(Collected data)
============================================================

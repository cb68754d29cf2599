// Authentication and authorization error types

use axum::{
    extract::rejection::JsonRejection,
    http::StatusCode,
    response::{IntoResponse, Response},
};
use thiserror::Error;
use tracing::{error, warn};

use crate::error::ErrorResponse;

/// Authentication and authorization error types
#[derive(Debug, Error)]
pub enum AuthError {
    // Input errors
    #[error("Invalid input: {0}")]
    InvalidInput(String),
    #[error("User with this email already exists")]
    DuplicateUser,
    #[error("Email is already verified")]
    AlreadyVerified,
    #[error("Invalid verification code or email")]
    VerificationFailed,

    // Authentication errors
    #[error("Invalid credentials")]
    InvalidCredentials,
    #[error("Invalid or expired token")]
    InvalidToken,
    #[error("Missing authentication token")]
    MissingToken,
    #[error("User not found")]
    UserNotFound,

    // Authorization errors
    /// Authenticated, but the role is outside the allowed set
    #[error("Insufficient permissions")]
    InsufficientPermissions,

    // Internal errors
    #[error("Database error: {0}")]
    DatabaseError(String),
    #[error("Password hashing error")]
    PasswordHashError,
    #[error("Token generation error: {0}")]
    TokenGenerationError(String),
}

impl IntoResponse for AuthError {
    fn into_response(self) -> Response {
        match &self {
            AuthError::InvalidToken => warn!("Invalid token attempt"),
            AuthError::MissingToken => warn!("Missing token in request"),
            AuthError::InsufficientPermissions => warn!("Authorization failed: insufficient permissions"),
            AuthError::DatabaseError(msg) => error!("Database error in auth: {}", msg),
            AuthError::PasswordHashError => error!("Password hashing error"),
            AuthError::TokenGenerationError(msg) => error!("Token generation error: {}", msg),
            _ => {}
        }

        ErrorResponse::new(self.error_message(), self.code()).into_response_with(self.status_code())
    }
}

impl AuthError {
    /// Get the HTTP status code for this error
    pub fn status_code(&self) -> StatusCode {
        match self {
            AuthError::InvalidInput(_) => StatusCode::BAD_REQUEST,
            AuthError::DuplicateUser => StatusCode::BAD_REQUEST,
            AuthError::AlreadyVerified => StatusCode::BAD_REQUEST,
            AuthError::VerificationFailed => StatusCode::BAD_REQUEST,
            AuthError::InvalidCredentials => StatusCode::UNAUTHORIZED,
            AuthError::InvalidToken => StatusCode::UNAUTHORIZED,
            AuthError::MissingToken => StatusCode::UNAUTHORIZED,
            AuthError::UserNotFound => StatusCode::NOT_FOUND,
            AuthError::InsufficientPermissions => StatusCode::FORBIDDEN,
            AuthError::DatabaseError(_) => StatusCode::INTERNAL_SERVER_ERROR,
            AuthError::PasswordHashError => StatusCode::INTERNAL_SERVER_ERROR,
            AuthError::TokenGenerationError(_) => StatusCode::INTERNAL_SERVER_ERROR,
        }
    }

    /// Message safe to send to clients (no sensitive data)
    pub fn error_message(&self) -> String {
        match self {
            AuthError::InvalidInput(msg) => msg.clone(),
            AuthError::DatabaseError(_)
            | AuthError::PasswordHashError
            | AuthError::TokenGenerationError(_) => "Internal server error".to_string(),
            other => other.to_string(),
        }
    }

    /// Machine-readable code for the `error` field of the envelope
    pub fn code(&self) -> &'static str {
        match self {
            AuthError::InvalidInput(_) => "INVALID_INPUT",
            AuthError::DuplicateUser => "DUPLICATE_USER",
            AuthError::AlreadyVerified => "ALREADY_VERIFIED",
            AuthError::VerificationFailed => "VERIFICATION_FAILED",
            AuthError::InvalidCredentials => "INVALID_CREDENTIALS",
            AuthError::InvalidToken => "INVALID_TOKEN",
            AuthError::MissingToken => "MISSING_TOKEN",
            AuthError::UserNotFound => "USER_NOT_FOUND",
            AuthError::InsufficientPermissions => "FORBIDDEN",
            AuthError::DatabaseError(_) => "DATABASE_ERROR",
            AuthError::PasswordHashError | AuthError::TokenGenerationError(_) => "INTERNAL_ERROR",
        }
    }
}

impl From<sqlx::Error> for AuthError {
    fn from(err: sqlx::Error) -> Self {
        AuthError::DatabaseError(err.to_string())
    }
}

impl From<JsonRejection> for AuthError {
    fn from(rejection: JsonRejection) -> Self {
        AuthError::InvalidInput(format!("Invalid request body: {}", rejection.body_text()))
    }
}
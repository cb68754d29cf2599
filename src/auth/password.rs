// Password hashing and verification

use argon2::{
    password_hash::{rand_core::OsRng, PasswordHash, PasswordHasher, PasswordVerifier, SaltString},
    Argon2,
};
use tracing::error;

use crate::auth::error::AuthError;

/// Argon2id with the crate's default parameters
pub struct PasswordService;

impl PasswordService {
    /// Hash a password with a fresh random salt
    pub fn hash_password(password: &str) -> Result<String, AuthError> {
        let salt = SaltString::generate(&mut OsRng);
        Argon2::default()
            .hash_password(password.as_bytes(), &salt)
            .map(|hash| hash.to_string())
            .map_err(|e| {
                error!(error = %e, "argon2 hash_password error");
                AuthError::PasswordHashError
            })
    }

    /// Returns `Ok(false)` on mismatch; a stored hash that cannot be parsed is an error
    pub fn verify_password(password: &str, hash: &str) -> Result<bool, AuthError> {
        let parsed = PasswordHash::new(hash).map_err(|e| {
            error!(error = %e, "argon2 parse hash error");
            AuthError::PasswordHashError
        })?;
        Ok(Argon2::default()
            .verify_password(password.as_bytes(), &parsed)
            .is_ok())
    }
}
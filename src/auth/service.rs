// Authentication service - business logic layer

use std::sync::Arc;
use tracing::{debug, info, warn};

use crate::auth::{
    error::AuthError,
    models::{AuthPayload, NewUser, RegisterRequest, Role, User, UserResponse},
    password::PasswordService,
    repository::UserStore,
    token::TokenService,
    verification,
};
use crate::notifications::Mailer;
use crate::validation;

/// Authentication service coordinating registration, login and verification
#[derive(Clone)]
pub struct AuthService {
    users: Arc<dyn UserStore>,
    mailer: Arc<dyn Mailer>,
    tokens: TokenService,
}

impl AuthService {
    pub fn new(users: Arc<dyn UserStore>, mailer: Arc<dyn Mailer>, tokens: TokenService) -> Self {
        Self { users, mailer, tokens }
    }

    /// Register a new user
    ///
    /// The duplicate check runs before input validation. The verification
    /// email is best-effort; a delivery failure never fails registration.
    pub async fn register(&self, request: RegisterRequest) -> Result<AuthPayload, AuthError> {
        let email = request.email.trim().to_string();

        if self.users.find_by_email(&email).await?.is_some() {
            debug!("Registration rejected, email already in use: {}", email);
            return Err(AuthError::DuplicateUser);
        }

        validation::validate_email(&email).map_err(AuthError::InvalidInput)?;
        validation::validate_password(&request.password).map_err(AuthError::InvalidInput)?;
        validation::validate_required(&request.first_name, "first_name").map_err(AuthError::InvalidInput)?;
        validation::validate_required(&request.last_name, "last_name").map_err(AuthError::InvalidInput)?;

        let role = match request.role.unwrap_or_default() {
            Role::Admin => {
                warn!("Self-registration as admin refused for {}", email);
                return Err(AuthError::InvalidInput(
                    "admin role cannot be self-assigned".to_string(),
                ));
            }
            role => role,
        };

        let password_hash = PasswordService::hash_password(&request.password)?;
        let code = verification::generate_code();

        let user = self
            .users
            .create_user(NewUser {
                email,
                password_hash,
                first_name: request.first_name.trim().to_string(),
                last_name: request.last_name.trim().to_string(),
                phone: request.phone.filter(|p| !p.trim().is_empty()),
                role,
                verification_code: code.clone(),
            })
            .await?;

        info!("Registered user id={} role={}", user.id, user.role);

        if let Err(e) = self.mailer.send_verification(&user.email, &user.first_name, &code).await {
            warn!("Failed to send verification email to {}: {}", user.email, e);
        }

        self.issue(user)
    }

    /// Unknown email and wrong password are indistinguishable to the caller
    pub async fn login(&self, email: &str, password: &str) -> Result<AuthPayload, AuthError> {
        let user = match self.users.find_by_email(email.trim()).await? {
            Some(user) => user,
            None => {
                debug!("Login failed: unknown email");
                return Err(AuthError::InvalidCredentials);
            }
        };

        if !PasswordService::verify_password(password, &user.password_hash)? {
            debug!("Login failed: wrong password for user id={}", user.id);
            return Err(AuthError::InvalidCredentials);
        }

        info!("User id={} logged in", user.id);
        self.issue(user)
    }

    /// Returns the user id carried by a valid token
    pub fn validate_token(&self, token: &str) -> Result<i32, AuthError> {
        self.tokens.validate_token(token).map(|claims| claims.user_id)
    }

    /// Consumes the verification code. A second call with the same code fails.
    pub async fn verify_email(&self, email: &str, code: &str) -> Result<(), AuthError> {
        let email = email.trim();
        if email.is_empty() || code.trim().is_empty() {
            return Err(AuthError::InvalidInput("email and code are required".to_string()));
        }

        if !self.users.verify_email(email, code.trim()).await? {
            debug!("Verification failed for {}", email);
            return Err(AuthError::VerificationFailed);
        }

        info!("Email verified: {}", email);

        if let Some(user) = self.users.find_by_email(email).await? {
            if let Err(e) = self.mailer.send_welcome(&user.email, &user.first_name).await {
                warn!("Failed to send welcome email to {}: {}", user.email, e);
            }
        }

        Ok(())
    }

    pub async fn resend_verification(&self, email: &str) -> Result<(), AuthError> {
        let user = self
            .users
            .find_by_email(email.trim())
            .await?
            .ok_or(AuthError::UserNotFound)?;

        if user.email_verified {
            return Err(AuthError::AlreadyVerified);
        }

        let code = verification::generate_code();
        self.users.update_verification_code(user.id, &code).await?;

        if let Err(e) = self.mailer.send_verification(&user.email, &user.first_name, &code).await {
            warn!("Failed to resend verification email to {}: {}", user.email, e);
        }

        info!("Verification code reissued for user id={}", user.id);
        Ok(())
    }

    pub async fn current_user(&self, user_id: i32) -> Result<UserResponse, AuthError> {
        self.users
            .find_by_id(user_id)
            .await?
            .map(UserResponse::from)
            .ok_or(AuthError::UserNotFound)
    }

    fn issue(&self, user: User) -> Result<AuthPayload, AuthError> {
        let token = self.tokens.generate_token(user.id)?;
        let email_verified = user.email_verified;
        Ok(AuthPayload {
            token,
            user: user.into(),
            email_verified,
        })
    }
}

============================================================

### Activity
Look above for the line that contains "pub fn new(users: Arc<dyn". Starting there, transcribe every line exactly until you have copied the line that contains "validation. The verification".

### Expected answer
    pub fn new(users: Arc<dyn UserStore>, mailer: Arc<dyn Mailer>, tokens: TokenService) -> Self {
        Self { users, mailer, tokens }
    }

    /// Register a new user
    ///
    /// The duplicate check runs before input validation. The verification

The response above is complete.